State Rep. Marcus Oshiro, chairman of the House Finance Committee, said he already sees signs of conflicting priorities. "On one hand you have people who are asking for funding for preschool or A+ or other programs that serve children and families," he said. "But then you have people who may be retired who are more concerned with health care or drug costs."

Boomers are not likely to fade into political irrelevance as they age. Politicized in their young adulthood by the civil rights and women’s movements, Watergate, the second Hawaiian renaissance and other historical turning points, boomers have retained their taste for political activism and could evolve into an even more powerful voting bloc if galvanized behind a set of common age-related issues.

According to AARP, people age 50 and older already constitute the largest voting population in Hawaii and across the country. AARP claims a membership of nearly 150,000 members in Hawaii, and a July poll indicated that 98 percent of respondents intended to vote this year (95 percent said they voted in 2008). In that survey, respondents identified the economy (27 percent), health care (24 percent) and retirement (13 percent) as their top priorities. Education ranked fourth at 11.5 percent.

"Boomers are politically potent because they actually get out and vote," Oshiro said. "They carry greater political clout than the younger generation, which is not as active."

Continued political apathy by Millennials coupled with the eventual dying off of the Traditionalist generation (those born between 1925 and 1945) could leave boomers as the deciding voice on issues that have festered for decades. For example, some observers believe the boomers’ more liberal stance on drugs may lead to eventual legalization of marijuana for more than just medical purposes. Dator said boomers also may be willing to consider legalizing assisted suicide as they face their own mortality.

"Assisted suicide will be more of an issue as a larger senior population considers quality of life," Dator said. "If life is not worth living, many will want to die with dignity. The financial burden of taking care of the elderly — end of life is a major expense — could make society more willing to say OK."
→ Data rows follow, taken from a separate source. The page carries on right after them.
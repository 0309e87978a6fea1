//! Balance resolver
//!
//! Applies decoded transfers to the ledger: read the latest balance of both
//! parties, move the amount, append one record per party. The two inserts are
//! independent; a failed insert is logged and the batch carries on.
//!
//! The zero address is the issuance account. A mint (sender is zero) grows
//! its value and a burn (receiver is zero) shrinks it, so its record tracks
//! net supply issued and never goes negative on a well-formed stream.

use primitive_types::U256;
use std::sync::Arc;

use crate::etl::decoder::{is_zero_address, TransferEvent};
use crate::etl::storage::{current_balance, BalanceRecord, BalanceStore, StoreError};

#[derive(Debug, thiserror::Error)]
pub enum ResolveError {
    #[error("balance lookup for {address} failed: {source}")]
    Lookup {
        address: String,
        #[source]
        source: StoreError,
    },
    #[error("ledger corrupted: {0}")]
    CorruptBalance(#[source] StoreError),
    #[error(
        "balance of {address} would go negative at block {block_number} log {log_index}: \
         {balance} - {amount}"
    )]
    NegativeBalance {
        address: String,
        balance: U256,
        amount: U256,
        block_number: u64,
        log_index: u64,
    },
    #[error("balance of {address} overflows 256 bits at block {block_number} log {log_index}")]
    Overflow {
        address: String,
        block_number: u64,
        log_index: u64,
    },
}

impl ResolveError {
    /// Integrity faults stop the token's stream; lookups only abort the batch.
    pub fn is_fatal(&self) -> bool {
        !matches!(self, Self::Lookup { .. })
    }
}

/// What one batch did to the ledger.
#[derive(Debug, Clone, Copy, Default, PartialEq, Eq)]
pub struct ApplySummary {
    pub events: usize,
    pub records_written: usize,
    pub insert_failures: usize,
}

/// Writes balance records for one token.
///
/// Only the worker owning `token_name` may drive this resolver: the read of
/// the previous balance and the write of the next one are not atomic.
pub struct BalanceResolver {
    token_name: String,
    store: Arc<dyn BalanceStore>,
}

impl BalanceResolver {
    pub fn new(token_name: impl Into<String>, store: Arc<dyn BalanceStore>) -> Self {
        Self {
            token_name: token_name.into(),
            store,
        }
    }

    pub fn token_name(&self) -> &str {
        &self.token_name
    }

    async fn balance_of(&self, address: &str) -> Result<U256, ResolveError> {
        current_balance(self.store.as_ref(), &self.token_name, address)
            .await
            .map_err(|source| match source {
                StoreError::CorruptBalance { .. } => ResolveError::CorruptBalance(source),
                source => ResolveError::Lookup {
                    address: address.to_string(),
                    source,
                },
            })
    }

    fn debit(event: &TransferEvent, address: &str, balance: U256) -> Result<U256, ResolveError> {
        balance
            .checked_sub(event.amount)
            .ok_or_else(|| ResolveError::NegativeBalance {
                address: address.to_string(),
                balance,
                amount: event.amount,
                block_number: event.block_number,
                log_index: event.log_index,
            })
    }

    fn credit(event: &TransferEvent, address: &str, balance: U256) -> Result<U256, ResolveError> {
        balance
            .checked_add(event.amount)
            .ok_or_else(|| ResolveError::Overflow {
                address: address.to_string(),
                block_number: event.block_number,
                log_index: event.log_index,
            })
    }

    fn record(&self, event: &TransferEvent, address: &str, balance: U256) -> BalanceRecord {
        BalanceRecord {
            token_name: self.token_name.clone(),
            address: address.to_string(),
            block_number: event.block_number,
            log_index: event.log_index,
            contract_address: event.contract_address.clone(),
            block_hash: event.block_hash.clone(),
            transaction_hash: event.transaction_hash.clone(),
            transaction_index: event.transaction_index,
            balance: balance.to_string(),
        }
    }

    /// Apply one transfer. Returns how many of the two records were written.
    pub async fn apply(&self, event: &TransferEvent) -> Result<usize, ResolveError> {
        let from_balance = self.balance_of(&event.from).await?;
        let to_balance = self.balance_of(&event.to).await?;

        let new_from = if is_zero_address(&event.from) {
            Self::credit(event, &event.from, from_balance)?
        } else {
            Self::debit(event, &event.from, from_balance)?
        };
        let new_to = if is_zero_address(&event.to) {
            Self::debit(event, &event.to, to_balance)?
        } else {
            Self::credit(event, &event.to, to_balance)?
        };

        let mut written = 0;
        for record in [
            self.record(event, &event.from, new_from),
            self.record(event, &event.to, new_to),
        ] {
            match self.store.insert(&record).await {
                Ok(()) => written += 1,
                Err(e) => {
                    tracing::error!(
                        target: "erc20_ledger::sink",
                        token = %self.token_name,
                        address = %record.address,
                        block = record.block_number,
                        log_index = record.log_index,
                        error = %e,
                        "Failed to insert balance record"
                    );
                }
            }
        }

        Ok(written)
    }

    /// Apply a decoded batch in order, stopping at the first lookup or
    /// integrity error.
    pub async fn apply_batch(
        &self,
        events: &[TransferEvent],
    ) -> Result<ApplySummary, ResolveError> {
        let mut summary = ApplySummary::default();
        for event in events {
            let written = self.apply(event).await?;
            summary.events += 1;
            summary.records_written += written;
            summary.insert_failures += 2 - written;
        }
        Ok(summary)
    }
}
Whatever issues prove most unifying for the boomers, the impact of their political action will, by virtue of their numbers, be widely felt.

AARP Hawaii director Barbara Kim Stanton said the boomers are already a uniquely potent political force in Hawaii. Progressive in their politics yet increasingly protective of the assets they have worked to accrue, they take a pragmatic, community-minded approach to political issues, she said.
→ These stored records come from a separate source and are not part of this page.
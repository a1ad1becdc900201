use std::{
    env,
    io::{self, BufRead, IsTerminal, Write},
    path::PathBuf,
    process::ExitCode,
};

use anyhow::{Context as _, Result};
use chrono::NaiveDate;
use clap::{Args, Parser, Subcommand};
use clido::api::ApiClient;
use clido::config::{self, ConfigDir, Context};
use clido::core::{DirectorySettings, Login, NewProject, NewTodo};
use clido::edit::{EditOutcome, EditSession, Editor, InheritedTerminal};
use clido::render;
use crossterm::event::{self, Event, KeyCode, KeyEvent, KeyEventKind, KeyModifiers};
use crossterm::terminal;
use tracing::debug;
use tracing_subscriber::EnvFilter;

#[derive(Debug, Parser)]
#[command(
    name = "cli-do",
    about = "Command-line client for the cli-do todo service",
    version
)]
struct Cli {
    /// Enable verbose logging for debugging.
    #[arg(long, global = true)]
    verbose: bool,
    /// Project ID; overrides the directory's `.cli-do-project` binding.
    #[arg(short, long, global = true)]
    project: Option<String>,
    /// Directory holding config.json and auth.json (default: ~/.config/cli-do).
    #[arg(long, global = true, env = "CLI_DO_CONFIG_DIR")]
    config_dir: Option<PathBuf>,
    /// API endpoint, overriding the one in config.json.
    #[arg(long, global = true, env = "CLI_DO_ENDPOINT")]
    endpoint: Option<String>,
    #[command(subcommand)]
    command: Commands,
}

#[derive(Debug, Subcommand)]
enum Commands {
    /// Log in to cli-do and store the session token.
    #[command(visible_alias = "l")]
    Login(LoginArgs),

    /// Todo operations.
    #[command(visible_alias = "t")]
    Todo(TodoArgs),

    /// Project operations.
    #[command(visible_alias = "p")]
    Project(ProjectArgs),
}

#[derive(Debug, Args)]
struct TodoArgs {
    #[command(subcommand)]
    command: TodoCommand,
}

#[derive(Debug, Args)]
struct ProjectArgs {
    #[command(subcommand)]
    command: ProjectCommand,
}

#[derive(Debug, Args)]
struct LoginArgs {
    /// Log in again even if a session already exists.
    #[arg(short, long)]
    force: bool,
}

#[derive(Debug, Subcommand)]
enum TodoCommand {
    /// List the project's todos.
    #[command(visible_alias = "ls")]
    List(TodoListArgs),
    /// Show a single todo.
    #[command(visible_alias = "g")]
    Get(TicketArg),
    /// Edit a todo in $EDITOR.
    #[command(visible_alias = "e")]
    Edit(TicketArg),
    /// Create a todo.
    #[command(visible_alias = "n")]
    New(NewTodoArgs),
    /// Archive a todo.
    #[command(visible_alias = "a")]
    Archive(TicketArg),
    /// Mark a todo as completed.
    #[command(visible_alias = "co")]
    Complete(TicketArg),
}

#[derive(Debug, Args)]
struct TodoListArgs {
    /// Include completed todos.
    #[arg(short, long)]
    all: bool,
}

#[derive(Debug, Args)]
struct TicketArg {
    /// Ticket number of the todo within the project.
    ticket: u64,
}

#[derive(Debug, Args)]
struct NewTodoArgs {
    /// Subject of the todo.
    #[arg(short, long)]
    subject: String,
    /// Body of the todo.
    #[arg(short, long, default_value = "")]
    body: String,
    /// Due date of the todo (YYYY-MM-DD).
    #[arg(short, long)]
    due_date: Option<NaiveDate>,
}

#[derive(Debug, Subcommand)]
enum ProjectCommand {
    /// Bind the current directory to a project.
    #[command(visible_alias = "i")]
    Init(ProjectIdArg),
    /// Create a project.
    #[command(visible_alias = "n")]
    New(NewProjectArgs),
    /// List projects.
    #[command(visible_alias = "ls")]
    List,
    /// Archive a project.
    #[command(visible_alias = "a")]
    Archive(ProjectIdArg),
}

#[derive(Debug, Args)]
struct ProjectIdArg {
    project_id: String,
}

#[derive(Debug, Args)]
struct NewProjectArgs {
    /// Name of the project.
    #[arg(short, long)]
    name: String,
    /// Description of the project.
    #[arg(short, long, default_value = "")]
    description: String,
}

fn main() -> ExitCode {
    let cli = Cli::parse();
    init_tracing(cli.verbose);
    match run(cli) {
        Ok(()) => ExitCode::SUCCESS,
        Err(err) => {
            eprintln!("error: {err:#}");
            ExitCode::FAILURE
        }
    }
}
"With age comes perspective, and these boomers are very savvy because they’ve seen it all already," Stanton said. "They know what they’ve fought for, they know enough to know what the stakes are and they are used to taking action."

Stanton said those qualities will be important on an individual basis as boomers increasingly find themselves in competition with younger people and with each other for scarce resources. Stanton said there are already critical shortages in staffing, services, facilities and programs for older people — "and the big rush hasn’t even started yet."
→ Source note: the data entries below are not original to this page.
//! Demonstration scene: a ground plane of small random spheres around three
//! large feature spheres.

use std::sync::Arc;

use log::info;
use lumen_math::{Color, Point3, Vec3};
use lumen_renderer::{CameraConfig, Dielectric, HittableList, Lambertian, Material, Metal, Sphere};
use rand::Rng;

use crate::cli::Args;

fn random_color(rng: &mut impl Rng, min: f64, max: f64) -> Color {
    Color::new(
        rng.gen_range(min..max),
        rng.gen_range(min..max),
        rng.gen_range(min..max),
    )
}

/// Build the random sphere field.
pub fn random_spheres(rng: &mut impl Rng) -> HittableList {
    let mut world = HittableList::new();

    let ground_material = Arc::new(Material::from(Lambertian::new(Color::splat(0.5))));
    world.add(Sphere::new(
        Point3::new(0.0, -1000.0, 0.0),
        1000.0,
        ground_material,
    ));

    // Shared by every small glass sphere.
    let glass = Arc::new(Material::from(Dielectric::new(1.5)));

    for a in -11..11 {
        for b in -11..11 {
            let choose_mat: f64 = rng.gen();
            let center = Point3::new(
                a as f64 + 0.9 * rng.gen::<f64>(),
                0.2,
                b as f64 + 0.9 * rng.gen::<f64>(),
            );

            // Keep clear of the metal feature sphere
            if (center - Point3::new(4.0, 0.2, 0.0)).length() <= 0.9 {
                continue;
            }

            let material = if choose_mat < 0.8 {
                // diffuse
                let albedo = random_color(rng, 0.0, 1.0) * random_color(rng, 0.0, 1.0);
                Arc::new(Lambertian::new(albedo).into())
            } else if choose_mat < 0.95 {
                // metal
                let albedo = random_color(rng, 0.5, 1.0);
                let fuzz = rng.gen_range(0.0..0.5);
                Arc::new(Metal::new(albedo, fuzz).into())
            } else {
                Arc::clone(&glass)
            };

            world.add(Sphere::new(center, 0.2, material));
        }
    }

    world.add(Sphere::new(Point3::new(0.0, 1.0, 0.0), 1.0, glass));
    world.add(Sphere::new(
        Point3::new(-4.0, 1.0, 0.0),
        1.0,
        Arc::new(Lambertian::new(Color::new(0.4, 0.2, 0.1)).into()),
    ));
    world.add(Sphere::new(
        Point3::new(4.0, 1.0, 0.0),
        1.0,
        Arc::new(Metal::new(Color::new(0.7, 0.6, 0.5), 0.0).into()),
    ));

    info!("Created {} objects", world.len());
    world
}

/// Camera framing the sphere field, with quality settings from the command line.
pub fn camera_config(args: &Args) -> CameraConfig {
    CameraConfig::default()
        .with_image(args.width, 16.0 / 9.0)
        .with_quality(args.samples_per_pixel, args.max_depth)
        .with_threads(args.threads)
        .with_position(Point3::new(13.0, 2.0, 3.0), Point3::ZERO, Vec3::Y)
        .with_lens(20.0, 0.6, 10.0)
}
Stanton said those with ample financial resources will be able to determine their own destiny, while those who do not (the majority, according to U.S. Census data) will face difficult choices in how and where they will be able to live.

Such a grim scenario is likely to mobilize boomers to act collectively and demand that lawmakers make the accommodations necessary to assure their dignity, liberty and survival.

"We’re talking about 1 in every 4 people who is going to be part of this group," Stanton said. "Just by virtue of their numbers, anything they do is going to have an impact.

"We can see the aging tsunami," she said, "and it’s coming this January."